God I fucking despise katy perry.

Okay, so I went to a party with some freinds, we all got drunk, me and this female friend of mine flirted a bit I was mostly just messing around with her because I seriously DO NOT want a relationship with this girl. Its not that shes a bad person or anything, its just that she is way to wild for me. (yes she is a bisexual older girl with tattoo's and facial piercings who smokes) but there is more too it then that. There was a hot tub everyone was in and she pretty much gave me a lap dance and made very sensual motions with beer bottles.

I would just like to say that even though I was drunker then I have ever been in my life I think I was a smooth mother fucker, since I really don't want to have anything serious with this girl I was WAY comfortable and it was easy to just play around and have fun with her. We talked alone in a hallway for a while and kissed a few times.

Since I have never kissed a girl before Kissing was such a huge thing in my head, even bigger then sex because kissing comes before sex (unless there is money involved) So I was always expecting my first kiss to be this amazing sensual emotional expression of love and all that other gay stuff.

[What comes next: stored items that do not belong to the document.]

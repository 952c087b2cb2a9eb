//! Ground program statements as reported by the engine during grounding.
//!
//! The engine integration layer forwards every ground statement to a
//! [`ProgramObserver`]. [`ObservedProgram`] is the buffering observer used by
//! the meta-program compiler: it records statements in arrival order for one
//! compilation pass.

use std::fmt;

use serde::{Deserialize, Serialize};

use crate::term::Term;

/// Identifier of a ground atom inside the engine (always positive).
#[derive(Debug, Clone, Copy, PartialEq, Eq, Hash, PartialOrd, Ord, Serialize, Deserialize)]
#[repr(transparent)]
pub struct AtomId(pub u32);

impl fmt::Display for AtomId {
    fn fmt(&self, f: &mut fmt::Formatter<'_>) -> fmt::Result {
        write!(f, "{}", self.0)
    }
}

/// A signed atom: positive for the atom, negative for its default negation.
#[derive(Debug, Clone, Copy, PartialEq, Eq, Hash, PartialOrd, Ord, Serialize, Deserialize)]
#[repr(transparent)]
pub struct Literal(pub i32);

impl Literal {
    /// The positive literal of `atom`.
    pub fn pos(atom: AtomId) -> Self {
        Literal(atom.0 as i32)
    }

    /// The negative literal of `atom`.
    pub fn neg(atom: AtomId) -> Self {
        Literal(-(atom.0 as i32))
    }

    /// Whether this literal is non-negated.
    pub fn is_positive(self) -> bool {
        self.0 >= 0
    }

    /// The underlying atom.
    pub fn atom(self) -> AtomId {
        AtomId(self.0.unsigned_abs())
    }
}

impl fmt::Display for Literal {
    fn fmt(&self, f: &mut fmt::Formatter<'_>) -> fmt::Result {
        write!(f, "{}", self.0)
    }
}

/// A normal, choice, or disjunctive rule: `head :- body`.
#[derive(Debug, Clone, PartialEq, Eq, Serialize, Deserialize)]
pub struct GroundRule {
    pub choice: bool,
    pub head: Vec<AtomId>,
    pub body: Vec<Literal>,
}

/// A rule whose body is a lower-bounded weighted sum of literals.
#[derive(Debug, Clone, PartialEq, Eq, Serialize, Deserialize)]
pub struct WeightedRule {
    pub choice: bool,
    pub head: Vec<AtomId>,
    pub lower_bound: i32,
    pub body: Vec<(Literal, i32)>,
}

/// Associates a shown symbol with the atom that represents it.
#[derive(Debug, Clone, PartialEq, Eq, Serialize, Deserialize)]
pub struct OutputAtom {
    pub symbol: Term,
    pub atom: AtomId,
}

/// Associates a shown term with the condition under which it is shown.
#[derive(Debug, Clone, PartialEq, Eq, Serialize, Deserialize)]
pub struct OutputTerm {
    pub symbol: Term,
    pub condition: Vec<Literal>,
}

/// Event sink for ground statements produced while the engine grounds.
pub trait ProgramObserver {
    fn on_rule(&mut self, choice: bool, head: &[AtomId], body: &[Literal]);

    fn on_weighted_rule(
        &mut self,
        choice: bool,
        head: &[AtomId],
        lower_bound: i32,
        body: &[(Literal, i32)],
    );

    fn on_output_atom(&mut self, symbol: &Term, atom: AtomId);

    fn on_output_term(&mut self, symbol: &Term, condition: &[Literal]);
}

/// Statements collected during one grounding pass.
#[derive(Debug, Clone, Default, PartialEq, Eq, Serialize, Deserialize)]
pub struct ObservedProgram {
    pub rules: Vec<GroundRule>,
    pub weighted_rules: Vec<WeightedRule>,
    pub output_atoms: Vec<OutputAtom>,
    pub output_terms: Vec<OutputTerm>,
}

impl ObservedProgram {
    pub fn new() -> Self {
        Self::default()
    }

    /// Total number of recorded statements.
    pub fn len(&self) -> usize {
        self.rules.len() + self.weighted_rules.len() + self.output_atoms.len() + self.output_terms.len()
    }

    pub fn is_empty(&self) -> bool {
        self.len() == 0
    }

    /// Drop everything recorded so far.
    pub fn clear(&mut self) {
        self.rules.clear();
        self.weighted_rules.clear();
        self.output_atoms.clear();
        self.output_terms.clear();
    }
}

impl ProgramObserver for ObservedProgram {
    fn on_rule(&mut self, choice: bool, head: &[AtomId], body: &[Literal]) {
        self.rules.push(GroundRule {
            choice,
            head: head.to_vec(),
            body: body.to_vec(),
        });
    }

    fn on_weighted_rule(
        &mut self,
        choice: bool,
        head: &[AtomId],
        lower_bound: i32,
        body: &[(Literal, i32)],
    ) {
        self.weighted_rules.push(WeightedRule {
            choice,
            head: head.to_vec(),
            lower_bound,
            body: body.to_vec(),
        });
    }

    fn on_output_atom(&mut self, symbol: &Term, atom: AtomId) {
        self.output_atoms.push(OutputAtom {
            symbol: symbol.clone(),
            atom,
        });
    }

    fn on_output_term(&mut self, symbol: &Term, condition: &[Literal]) {
        self.output_terms.push(OutputTerm {
            symbol: symbol.clone(),
            condition: condition.to_vec(),
        });
    }
}
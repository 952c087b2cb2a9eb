//! Preference meta-program assembly.
//!
//! Preferences that cannot be expressed by the tractable encodings are
//! checked by a meta program with three parts:
//!
//! 1. the reified base program, in the meta-base namespace,
//! 2. the reified preference program, in the meta-preference namespace,
//! 3. a binding that ties the truth of `holds(X,0)` and `holds(X,1)` in the
//!    preference program to the two interpretations of the base program.
//!
//! The binding variant follows the reifier: [`OutputDialect::Atom`] output
//! binds through atoms, [`OutputDialect::LiteralTuple`] through tuples.

use std::fmt::{self, Write};
use std::sync::LazyLock;

use regex::Regex;

use crate::config::{meta_base_prefix, meta_pref_prefix, MetaMode, RunConfig};
use crate::engine::{GroundContext, ObservedGrounder, SolvingEngine};
use crate::error::ReifyResult;
use crate::program::ObservedProgram;
use crate::reify::external::ExternalReifier;
use crate::reify::observed::InProcessReifier;
use crate::reify::template::{
    Namespaces, Template, BINDING_BY_ATOM, BINDING_BY_TUPLE, PREFERENCE_HEADER,
};
use crate::reify::{compile, OutputDialect, Reifier};
use crate::term::Term;

/// Program text with the constant overrides applied by the parser.
#[derive(Debug, Clone, Default, PartialEq, Eq)]
pub struct ProgramText {
    pub text: String,
    /// Names of overridden constants.
    pub old_constants: Vec<String>,
    /// Override values, index-aligned with `old_constants`.
    pub new_constants: Vec<String>,
}

impl ProgramText {
    pub fn new(text: impl Into<String>) -> Self {
        Self {
            text: text.into(),
            ..Default::default()
        }
    }

    /// `#const` lines restoring the overrides.
    pub fn constant_definitions(&self) -> String {
        let mut out = String::new();
        for (old, new) in self.old_constants.iter().zip(&self.new_constants) {
            let _ = writeln!(out, "#const {old}={new}.");
        }
        out
    }
}

/// A statement of the preference program, as delivered by the parser.
#[derive(Debug, Clone, PartialEq, Eq)]
pub enum PreferenceStatement {
    /// `#const name=value.`
    Definition { name: String, value: String },
    /// A `#program` directive; dropped from the meta program.
    Program,
    /// Any other statement, kept verbatim.
    Other(String),
}

impl fmt::Display for PreferenceStatement {
    fn fmt(&self, f: &mut fmt::Formatter<'_>) -> fmt::Result {
        match self {
            Self::Definition { name, value } => write!(f, "#const {name}={value}."),
            Self::Program => Ok(()),
            Self::Other(text) => write!(f, "{text}"),
        }
    }
}

/// Parser output the meta program is built from.
#[derive(Debug, Clone, Default, PartialEq, Eq)]
pub struct PreferenceSource {
    pub base: ProgramText,
    pub specification: ProgramText,
    pub statements: Vec<PreferenceStatement>,
    /// Constant definitions that are not part of the base program.
    pub constants_nb: String,
}

/// Assembles the meta program for one namespace.
pub struct MetaProgramBuilder<'a> {
    namespace: &'a str,
    source: &'a PreferenceSource,
}

static SPECIFICATION_LINE_RE: LazyLock<Regex> =
    LazyLock::new(|| Regex::new(r"(?m)^(_*)(preference|optimize)").expect("valid regex"));

impl<'a> MetaProgramBuilder<'a> {
    pub fn new(namespace: &'a str, source: &'a PreferenceSource) -> Self {
        Self { namespace, source }
    }

    fn base_prefix(&self) -> String {
        meta_base_prefix(self.namespace)
    }

    fn pref_prefix(&self) -> String {
        meta_pref_prefix(self.namespace)
    }

    fn namespaces(&self) -> Namespaces {
        Namespaces {
            own: self.namespace.to_string(),
            ctl: self.namespace.to_string(),
            base: self.base_prefix(),
            pref: self.pref_prefix(),
        }
    }

    /// Ground preference specification facts, one signature per line.
    pub fn specification(&self, engine: &dyn SolvingEngine) -> String {
        let ns = self.namespace;
        let signatures = [
            (format!("{ns}preference"), 2),
            (format!("{ns}preference"), 5),
            (format!("{ns}optimize"), 1),
        ];
        let mut out = String::new();
        for (name, arity) in &signatures {
            let facts: Vec<String> = engine
                .atoms_by_signature(name, *arity)
                .iter()
                .map(|atom| format!("{atom}."))
                .collect();
            out.push_str(&facts.join(" "));
            out.push('\n');
        }
        out
    }

    /// The preference program that gets reified: header, specification,
    /// statements, and non-base constants.
    pub fn preference_program(&self, engine: &dyn SolvingEngine) -> String {
        let header = Template::parse(PREFERENCE_HEADER).render_in(self.namespace);
        let statements: Vec<String> = self
            .source
            .statements
            .iter()
            .map(ToString::to_string)
            .collect();
        format!(
            "{header}{}{}{}",
            self.specification(engine),
            statements.join("\n"),
            self.source.constants_nb
        )
    }

    /// Base program handed to an external reifier: the specification's
    /// `preference`/`optimize` lines are commented out, constant overrides
    /// restored, and the holds projection shown.
    pub fn external_base_program(&self) -> String {
        let specification = SPECIFICATION_LINE_RE
            .replace_all(&self.source.specification.text, "%${1}${2}");
        format!(
            "{}\n{specification}\n{}#show {}holds/2.\n",
            self.source.base.text,
            self.source.base.constant_definitions(),
            self.namespace
        )
    }

    /// Build the full meta program.
    ///
    /// With an atom-dialect reifier the base program comes from the
    /// statements observed while the engine grounded it; otherwise the base
    /// text is reified as well.
    pub fn build(
        &self,
        engine: &dyn SolvingEngine,
        reifier: &mut dyn Reifier,
        context: &mut dyn GroundContext,
        observed_base: &ObservedProgram,
        holds_domain: &[Term],
    ) -> ReifyResult<String> {
        let dialect = reifier.dialect();
        let (meta_base, meta_pref, binding) = match dialect {
            OutputDialect::Atom => {
                let base = compile(observed_base, &self.base_prefix());
                let pref = reifier.reify(
                    &self.preference_program(engine),
                    context,
                    &self.pref_prefix(),
                )?;
                (base, pref, BINDING_BY_ATOM)
            }
            OutputDialect::LiteralTuple => {
                let base =
                    reifier.reify(&self.external_base_program(), context, &self.base_prefix())?;
                let program = format!(
                    "{}{}",
                    self.preference_program(engine),
                    library_script(holds_domain)
                );
                let pref = reifier.reify(&program, context, &self.pref_prefix())?;
                (base, pref, BINDING_BY_TUPLE)
            }
        };
        let binding = Template::parse(binding).render(&self.namespaces());
        tracing::info!(
            ?dialect,
            base_bytes = meta_base.as_str().len(),
            pref_bytes = meta_pref.as_str().len(),
            "meta program assembled"
        );
        Ok(format!(
            "{}{}{binding}",
            meta_base.into_string(),
            meta_pref.into_string()
        ))
    }
}

/// Script block defining the library functions for an external grounder,
/// with `get_holds_domain()` returning `holds_domain`.
pub fn library_script(holds_domain: &[Term]) -> String {
    let domain: Vec<String> = holds_domain
        .iter()
        .map(|t| format!("    clingo.parse_term(\"\"\"{t}\"\"\")"))
        .collect();
    format!(
        r#"
#script(python)

import math
import clingo

def exp2(x):
    return int(math.pow(2, x.number))

def get(atuple, index):
    try:
        return atuple.arguments[index.number]
    except Exception:
        return atuple

def get_mode():
    return 'normal'

sequences = {{}}
def get_sequence(name, elem):
    key = str(name)
    sequences[key] = sequences.get(key, 0) + 1
    return sequences[key]

def length(atuple):
    try:
        return len(atuple.arguments)
    except Exception:
        return 1

def log2up(x):
    return int(math.ceil(math.log(x.number, 2)))

holds_domain = [
{}
]
def get_holds_domain():
    return holds_domain

#end.
"#,
        domain.join(",\n")
    )
}

/// What the controller needs to build and ground the meta program.
pub struct MetaSetup {
    pub source: PreferenceSource,
    /// Statements observed while the engine grounded the base program.
    pub observed_base: ObservedProgram,
    pub reifier: Box<dyn Reifier>,
}

impl MetaSetup {
    /// Reify through an observing grounder.
    pub fn in_process<G>(grounder: G, source: PreferenceSource, observed_base: ObservedProgram) -> Self
    where
        G: ObservedGrounder + 'static,
    {
        Self {
            source,
            observed_base,
            reifier: Box::new(InProcessReifier::new(grounder)),
        }
    }

    /// Reify with the configured external binary; fails early when it is
    /// missing or too old.
    pub fn external(config: &RunConfig, source: PreferenceSource) -> ReifyResult<Self> {
        Ok(Self {
            source,
            observed_base: ObservedProgram::new(),
            reifier: Box::new(ExternalReifier::new(&config.reifier.command)?),
        })
    }

    /// Whether this setup fits `mode`.
    pub fn matches(&self, mode: MetaMode) -> bool {
        match mode {
            MetaMode::Off => false,
            MetaMode::InProcess => self.reifier.dialect() == OutputDialect::Atom,
            MetaMode::External => self.reifier.dialect() == OutputDialect::LiteralTuple,
        }
    }
}
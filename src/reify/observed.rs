//! In-process reification through an observing engine.

use crate::engine::{GroundContext, ObservedGrounder};
use crate::error::ReifyResult;
use crate::program::ObservedProgram;

use super::{compile, MetaFactBase, OutputDialect, Reifier};

/// Grounds program text in a fresh engine instance, records every ground
/// statement, and compiles the observations.
pub struct InProcessReifier<G> {
    grounder: G,
}

impl<G: ObservedGrounder> InProcessReifier<G> {
    pub fn new(grounder: G) -> Self {
        Self { grounder }
    }
}

impl<G: ObservedGrounder> Reifier for InProcessReifier<G> {
    fn reify(
        &mut self,
        program: &str,
        context: &mut dyn GroundContext,
        prefix: &str,
    ) -> ReifyResult<MetaFactBase> {
        let mut observed = ObservedProgram::new();
        self.grounder
            .ground_observed(program, context, &mut observed)?;
        tracing::debug!(statements = observed.len(), prefix, "observed grounding");
        Ok(compile(&observed, prefix))
    }

    fn dialect(&self) -> OutputDialect {
        OutputDialect::Atom
    }
}
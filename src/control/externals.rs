//! Volatile externals: one retractable atom per compared pair of steps.

use std::collections::{BTreeMap, BTreeSet};

use crate::engine::SolvingEngine;
use crate::error::EngineResult;
use crate::term::Term;

use super::programs::ControlNames;

/// Memoized `volatile(m(a),m(b))` atoms and their activation state.
#[derive(Debug, Clone)]
pub struct VolatileExternals {
    names: ControlNames,
    atoms: BTreeMap<(u32, u32), Term>,
    active: BTreeSet<(u32, u32)>,
}

impl VolatileExternals {
    pub fn new(names: ControlNames) -> Self {
        Self {
            names,
            atoms: BTreeMap::new(),
            active: BTreeSet::new(),
        }
    }

    /// The atom for `(a, b)`, created on first use.
    pub fn get(&mut self, a: u32, b: u32) -> &Term {
        let names = &self.names;
        self.atoms
            .entry((a, b))
            .or_insert_with(|| names.volatile(a, b))
    }

    /// Assign the external true.
    pub fn activate(&mut self, engine: &mut dyn SolvingEngine, a: u32, b: u32) -> EngineResult<()> {
        let atom = self.get(a, b).clone();
        engine.assign_external(&atom, true)?;
        self.active.insert((a, b));
        tracing::debug!(%atom, "volatile external activated");
        Ok(())
    }

    /// Release the external; its declaration stays with the engine.
    pub fn release(&mut self, engine: &mut dyn SolvingEngine, a: u32, b: u32) -> EngineResult<()> {
        let atom = self.get(a, b).clone();
        engine.release_external(&atom)?;
        self.active.remove(&(a, b));
        tracing::debug!(%atom, "volatile external released");
        Ok(())
    }

    pub fn is_active(&self, a: u32, b: u32) -> bool {
        self.active.contains(&(a, b))
    }

    /// Number of distinct atoms created so far.
    pub fn len(&self) -> usize {
        self.atoms.len()
    }

    pub fn is_empty(&self) -> bool {
        self.atoms.is_empty()
    }
}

But it seriously was just two drunk people getting a little closer together,

NO BIG DEAL

I see it now, Ive been wrong this whole time and everyone has been right!

ITS NO BIG DEAL!!!

I fucking get it now!!!

God damn I was such a moron.

While I know that I never really would I thought about how I would love to just fuck her brains out, even though we were both drunk I was still sober enough for it to not even realistically cross my mind. She even offered but she was WAY drunk and probably didn't mean it. Like I said, I really really don't want to have a relationship with this girl, there is just too much history between us and even if the sex was just a one time kind of deal I'm still not far enough in my growth to be comfortable with it.

But I am starting to see that kissing, sex, ect really is only as big a deal as you make it. And even though it didn't mean anything I have my first kiss under my belt (not literally UNDER my belt, but you get my point) anyway, since it wasan't a big deal but felt good and I'm not having huge regrets about my first kiss not being with my soul mate I can start to see how sex with someone who I wouldn't have an intention to marry or anything like that can be no big deal.

It felt good, and I know that if its with someone I love then it can feel even better, but now that I have atleast KISSED a girl thats SOOO much pressure off of me because I know that emotional intimacy and physical intimacy, while I would think that they could multiply on each other, they can be independent of each other.

I know I'm rambling but I think I'm really starting to see some light here am I finally starting to get this whole "be a person" thing right?